(EXERCISE AIM) The result should be the line with "#[derive(DeriveIden)]" followed by every remaining line of the entries, each reproduced exactly, with nothing else.

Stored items
Segment Open
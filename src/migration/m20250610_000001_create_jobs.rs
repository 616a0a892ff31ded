//! Create jobs table.

use sea_orm_migration::prelude::*;

#[derive(DeriveMigrationName)]
pub struct Migration;

#[async_trait::async_trait]
impl MigrationTrait for Migration {
    async fn up(&self, manager: &SchemaManager) -> Result<(), DbErr> {
        manager
            .create_table(
                Table::create()
                    .table(Job::Table)
                    .if_not_exists()
                    .col(
                        ColumnDef::new(Job::Id)
                            .string_len(36)
                            .not_null()
                            .primary_key(),
                    )
                    .col(ColumnDef::new(Job::JobStatus).string().not_null())
                    .col(
                        ColumnDef::new(Job::ImageExportStatus)
                            .string()
                            .not_null()
                            .default("PENDING"),
                    )
                    .col(
                        ColumnDef::new(Job::StatsExportStatus)
                            .string()
                            .not_null()
                            .default("PENDING"),
                    )
                    .col(
                        ColumnDef::new(Job::WebsiteUpdateStatus)
                            .string()
                            .not_null()
                            .default("PENDING"),
                    )
                    .col(
                        ColumnDef::new(Job::ReportStatus)
                            .string()
                            .not_null()
                            .default("PENDING"),
                    )
                    .col(ColumnDef::new(Job::Error).text())
                    .col(
                        ColumnDef::new(Job::Timezone)
                            .string()
                            .not_null()
                            .default("UTC"),
                    )
                    .col(
                        ColumnDef::new(Job::CreatedAt)
                            .timestamp_with_time_zone()
                            .not_null(),
                    )
                    .col(
                        ColumnDef::new(Job::UpdatedAt)
                            .timestamp_with_time_zone()
                            .not_null(),
                    )
                    .to_owned(),
            )
            .await?;

        Ok(())
    }

    async fn down(&self, manager: &SchemaManager) -> Result<(), DbErr> {
        manager
            .drop_table(Table::drop().table(Job::Table).to_owned())
            .await
    }
}

#[derive(DeriveIden)]
enum Job {
    #[sea_orm(iden = "jobs")]
    Table,
    Id,
    JobStatus,
    ImageExportStatus,
    StatsExportStatus,
    WebsiteUpdateStatus,
    ReportStatus,
    Error,
    Timezone,
    CreatedAt,
    UpdatedAt,
}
Segment Closed
(SOLUTION FOR THIS PROBLEM)
#[derive(DeriveIden)]
enum Job {
    #[sea_orm(iden = "jobs")]
    Table,
    Id,
    JobStatus,
    ImageExportStatus,
    StatsExportStatus,
    WebsiteUpdateStatus,
    ReportStatus,
    Error,
    Timezone,
    CreatedAt,
    UpdatedAt,
}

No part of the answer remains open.